───── THE DATA

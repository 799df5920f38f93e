//! Launch trajectory simulation
//!
//! A launch pushes every sphere along one world axis. Progress comes from
//! elapsed time through the burn/coast profile; the distance covered since
//! the previous step is scanned in fixed increments, and each time a
//! sphere lands on a cell center the following checks run in order:
//!
//! 1. outline: beyond half the world size flags the sphere once, beyond
//!    twice the world size ends its flight
//! 2. goal: stops the sphere on the goal cell
//! 3. portal: moves the sphere to the paired exit and keeps going
//!
//! Before each increment, a sphere sitting on a cell center stops where it
//! is if the next cell along the axis holds a block, a sphere already at
//! rest, or a portal whose exit is taken.
//!
//! Spheres move in lockstep, front-most first along the axis, so a sphere
//! that stops is at rest before the ones behind it move. A sphere whose
//! portal exit is reached by another sphere at the same moment stays on
//! the entry cell. Two spheres never end up resting in the same cell.
//!
//! The simulation works on copies taken at launch: the rotation snapshot,
//! the obstacle sets and the sphere positions. Nothing shared is touched
//! until the caller copies positions back.

use std::collections::{BTreeMap, BTreeSet};

use glam::{Mat4, Vec3};

use super::geometry::{CellKey, face_normal, is_out_of_bounds, next_cell, round3_vec};
use super::state::{GameEvent, Layout, LinkedPortals};
use crate::error::PerspectiveError;
use crate::tuning::LaunchProfile;
use crate::world::Location;

/// Why a sphere stopped moving
#[derive(Debug, Clone, PartialEq)]
pub enum StopReason {
    Goal,
    Block(String),
    Sphere(String),
    /// Flew past twice the world size
    Departed,
    /// Scan budget ran out (e.g. a portal loop)
    BudgetExhausted,
}

/// Final state of one sphere
#[derive(Debug, Clone, PartialEq)]
pub struct SphereOutcome {
    pub name: String,
    pub position: Vec3,
    pub stop: StopReason,
    /// Resting outside the outline
    pub out_of_bounds: bool,
}

impl SphereOutcome {
    pub fn location(&self) -> Location {
        Location::from_vec3(self.position)
    }
}

/// Result of a finished launch, spheres in name order
#[derive(Debug, Clone, PartialEq)]
pub struct LaunchOutcome {
    pub spheres: Vec<SphereOutcome>,
}

/// Status returned from each step
#[derive(Debug, Clone, PartialEq)]
pub enum LaunchStatus {
    /// Still moving; `distance` scanned so far
    InProgress { distance: f32 },
    Completed(LaunchOutcome),
}

#[derive(Debug, Clone)]
struct Track {
    name: String,
    position: Vec3,
    outline_crossed: bool,
    stop: Option<StopReason>,
}

/// One launch in flight
#[derive(Debug, Clone)]
pub struct LaunchSimulation {
    profile: LaunchProfile,
    /// Launch direction in world-local axes, a unit face normal
    axis: Vec3,
    /// Step vector, `axis * increment`
    step: Vec3,
    outline_limit: f32,
    departure_limit: f32,
    budget_steps: u64,
    blocks: BTreeMap<CellKey, String>,
    goals: BTreeSet<CellKey>,
    links: LinkedPortals,
    tracks: Vec<Track>,
    /// Scratch buffer for the per-increment move order
    order: Vec<usize>,
    steps_done: u64,
    started: bool,
    blast_complete: bool,
    outcome: Option<LaunchOutcome>,
    events: Vec<GameEvent>,
}

impl LaunchSimulation {
    /// Prepare a launch along `view_axis`, un-rotated by `inverse_rotation`
    pub fn new(
        layout: &Layout,
        inverse_rotation: Mat4,
        view_axis: Vec3,
        profile: LaunchProfile,
    ) -> Result<Self, PerspectiveError> {
        let rotated = inverse_rotation.transform_vector3(view_axis);
        let axis =
            face_normal(rotated).ok_or(PerspectiveError::InvalidLaunchAxis(rotated.to_array()))?;

        let budget = profile.travel_budget(layout.size, layout.links.len());
        let tracks = layout
            .spheres
            .iter()
            .map(|(name, position)| Track {
                name: name.clone(),
                position: round3_vec(*position),
                outline_crossed: false,
                stop: None,
            })
            .collect();

        Ok(Self {
            profile,
            axis,
            step: axis * profile.increment,
            outline_limit: layout.half_extent(),
            departure_limit: layout.size * 2.0,
            budget_steps: profile.steps_for(budget),
            blocks: layout
                .blocks
                .iter()
                .map(|(name, p)| (CellKey::from_vec3(*p), name.clone()))
                .collect(),
            goals: layout.goals.values().map(|g| CellKey::from_vec3(*g)).collect(),
            links: layout.links.clone(),
            tracks,
            order: Vec::new(),
            steps_done: 0,
            started: false,
            blast_complete: false,
            outcome: None,
            events: Vec::new(),
        })
    }

    pub fn axis(&self) -> Vec3 {
        self.axis
    }

    /// Current sphere positions, name order
    pub fn positions(&self) -> impl Iterator<Item = (&str, Vec3)> {
        self.tracks.iter().map(|t| (t.name.as_str(), t.position))
    }

    /// Spheres that have crossed the outline during this launch
    pub fn outline_crossed(&self) -> impl Iterator<Item = &str> {
        self.tracks
            .iter()
            .filter(|t| t.outline_crossed)
            .map(|t| t.name.as_str())
    }

    /// Thruster still burning
    pub fn is_blasting(&self) -> bool {
        self.started && !self.blast_complete
    }

    pub fn is_complete(&self) -> bool {
        self.outcome.is_some()
    }

    /// Take the events produced since the last call
    pub fn drain_events(&mut self) -> Vec<GameEvent> {
        std::mem::take(&mut self.events)
    }

    /// Advance to `elapsed` seconds after launch
    ///
    /// Safe to call at irregular intervals; only the distance not yet
    /// scanned is processed.
    pub fn step(&mut self, elapsed: f32) -> LaunchStatus {
        if let Some(outcome) = &self.outcome {
            return LaunchStatus::Completed(outcome.clone());
        }
        self.begin();

        if self.profile.burn_complete(elapsed) {
            self.complete_blast();
        }

        let target = self
            .profile
            .steps_for(self.profile.distance_at(elapsed))
            .min(self.budget_steps);
        self.scan_to(target)
    }

    /// Run the launch to completion regardless of time
    pub fn finish(&mut self) -> LaunchOutcome {
        self.begin();
        match self.scan_to(self.budget_steps) {
            LaunchStatus::Completed(outcome) => outcome,
            // scan_to always completes once the budget is reached
            LaunchStatus::InProgress { .. } => self.complete(),
        }
    }

    fn begin(&mut self) {
        if !self.started {
            self.started = true;
            log::info!("Launch along {:?} ({} spheres)", self.axis, self.tracks.len());
            self.events.push(GameEvent::TravelStart);
        }
    }

    fn complete_blast(&mut self) {
        if !self.blast_complete {
            self.blast_complete = true;
            self.events.push(GameEvent::BlastComplete);
        }
    }

    fn scan_to(&mut self, target: u64) -> LaunchStatus {
        if self.tracks.iter().all(|t| t.stop.is_some()) {
            return LaunchStatus::Completed(self.complete());
        }
        let mut order = std::mem::take(&mut self.order);
        while self.steps_done < target {
            self.steps_done += 1;

            // Front-most sphere first so whoever stops ahead is already at rest
            order.clear();
            order.extend((0..self.tracks.len()).filter(|&i| self.tracks[i].stop.is_none()));
            let axis = self.axis;
            let tracks = &self.tracks;
            order.sort_by(|&a, &b| {
                tracks[b]
                    .position
                    .dot(axis)
                    .total_cmp(&tracks[a].position.dot(axis))
            });
            for &i in &order {
                self.advance(i);
            }

            if self.tracks.iter().all(|t| t.stop.is_some()) {
                self.order = order;
                return LaunchStatus::Completed(self.complete());
            }
        }
        self.order = order;

        if self.steps_done >= self.budget_steps {
            for track in self.tracks.iter_mut().filter(|t| t.stop.is_none()) {
                log::warn!("Sphere '{}' ran out of travel budget", track.name);
                track.stop = Some(StopReason::BudgetExhausted);
            }
            return LaunchStatus::Completed(self.complete());
        }

        LaunchStatus::InProgress {
            distance: self.steps_done as f32 * self.profile.increment,
        }
    }

    /// Move one sphere a single increment
    fn advance(&mut self, i: usize) {
        let position = self.tracks[i].position;
        if CellKey::from_vec3(position).is_cell_center() {
            let next = CellKey::from_vec3(next_cell(position, self.axis));
            if let Some(block) = self.blocks.get(&next).cloned() {
                log::debug!("Sphere '{}' stopped at block '{block}'", self.tracks[i].name);
                self.events.push(GameEvent::BlockHit {
                    sphere: self.tracks[i].name.clone(),
                    block: block.clone(),
                });
                self.stop(i, StopReason::Block(block));
                return;
            }
            // A portal whose exit is taken counts as taken itself
            let blocker = self.resting_sphere_at(next, i).or_else(|| {
                self.links
                    .exit(next)
                    .and_then(|exit| self.resting_sphere_at(CellKey::from(exit), i))
            });
            if let Some(other) = blocker {
                self.hit_sphere(i, other);
                return;
            }
        }

        let mut dest = round3_vec(position + self.step);
        let key = CellKey::from_vec3(dest);

        if key.is_cell_center() {
            if is_out_of_bounds(dest, self.outline_limit) {
                let track = &mut self.tracks[i];
                if !track.outline_crossed {
                    track.outline_crossed = true;
                    log::debug!("Sphere '{}' crossed the outline at {dest}", track.name);
                    self.events.push(GameEvent::OutlineCrossed {
                        sphere: track.name.clone(),
                    });
                }
                if is_out_of_bounds(dest, self.departure_limit) {
                    log::debug!("Sphere '{}' departed at {dest}", track.name);
                    track.position = dest;
                    self.stop(i, StopReason::Departed);
                    return;
                }
            }

            if self.goals.contains(&key) {
                log::debug!("Sphere '{}' reached goal at {dest}", self.tracks[i].name);
                self.tracks[i].position = dest;
                self.stop(i, StopReason::Goal);
                return;
            }

            if let Some(exit) = self.links.exit(key) {
                // Exit reached by another sphere this very increment
                if let Some(other) = self.occupant(CellKey::from(exit), i) {
                    self.tracks[i].position = dest;
                    self.hit_sphere(i, other);
                    return;
                }
                let from = Location::from_vec3(dest);
                dest = exit.to_vec3();
                let track = &self.tracks[i];
                log::debug!("Sphere '{}' traversed portal {from:?} -> {exit:?}", track.name);
                self.events.push(GameEvent::PortalTraversed {
                    sphere: track.name.clone(),
                    from,
                    to: exit,
                });
            }
        }

        self.tracks[i].position = dest;
    }

    fn hit_sphere(&mut self, i: usize, other: String) {
        log::debug!("Sphere '{}' stopped at sphere '{other}'", self.tracks[i].name);
        self.events.push(GameEvent::SphereHit {
            sphere: self.tracks[i].name.clone(),
            other: other.clone(),
        });
        self.stop(i, StopReason::Sphere(other));
    }

    /// Sphere at rest on `key`; departed spheres have left play
    fn resting_sphere_at(&self, key: CellKey, except: usize) -> Option<String> {
        self.tracks
            .iter()
            .enumerate()
            .find(|(j, t)| {
                *j != except
                    && matches!(&t.stop, Some(stop) if *stop != StopReason::Departed)
                    && CellKey::from_vec3(t.position) == key
            })
            .map(|(_, t)| t.name.clone())
    }

    /// Any other sphere, moving or not, whose nearest cell is `key`
    fn occupant(&self, key: CellKey, except: usize) -> Option<String> {
        self.tracks
            .iter()
            .enumerate()
            .find(|(j, t)| *j != except && CellKey::from_vec3(t.position.round()) == key)
            .map(|(_, t)| t.name.clone())
    }

    fn stop(&mut self, i: usize, reason: StopReason) {
        self.tracks[i].stop = Some(reason);
        self.complete_blast();
    }

    fn complete(&mut self) -> LaunchOutcome {
        if let Some(outcome) = &self.outcome {
            return outcome.clone();
        }
        self.complete_blast();
        let outcome = LaunchOutcome {
            spheres: self
                .tracks
                .iter()
                .map(|t| SphereOutcome {
                    name: t.name.clone(),
                    position: t.position,
                    stop: t.stop.clone().unwrap_or(StopReason::BudgetExhausted),
                    out_of_bounds: is_out_of_bounds(t.position, self.outline_limit),
                })
                .collect(),
        };
        log::info!(
            "Launch complete after {} steps: {:?}",
            self.steps_done,
            outcome
                .spheres
                .iter()
                .map(|s| (s.name.as_str(), s.location()))
                .collect::<Vec<_>>()
        );
        self.events.push(GameEvent::TravelComplete);
        self.outcome = Some(outcome.clone());
        outcome
    }
}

──────────

Each line that holds the string "Completed" is to be copied from the entries above.

    Completed(LaunchOutcome),
            return LaunchStatus::Completed(outcome.clone());
            LaunchStatus::Completed(outcome) => outcome,
            return LaunchStatus::Completed(self.complete());
                return LaunchStatus::Completed(self.complete());
            return LaunchStatus::Completed(self.complete());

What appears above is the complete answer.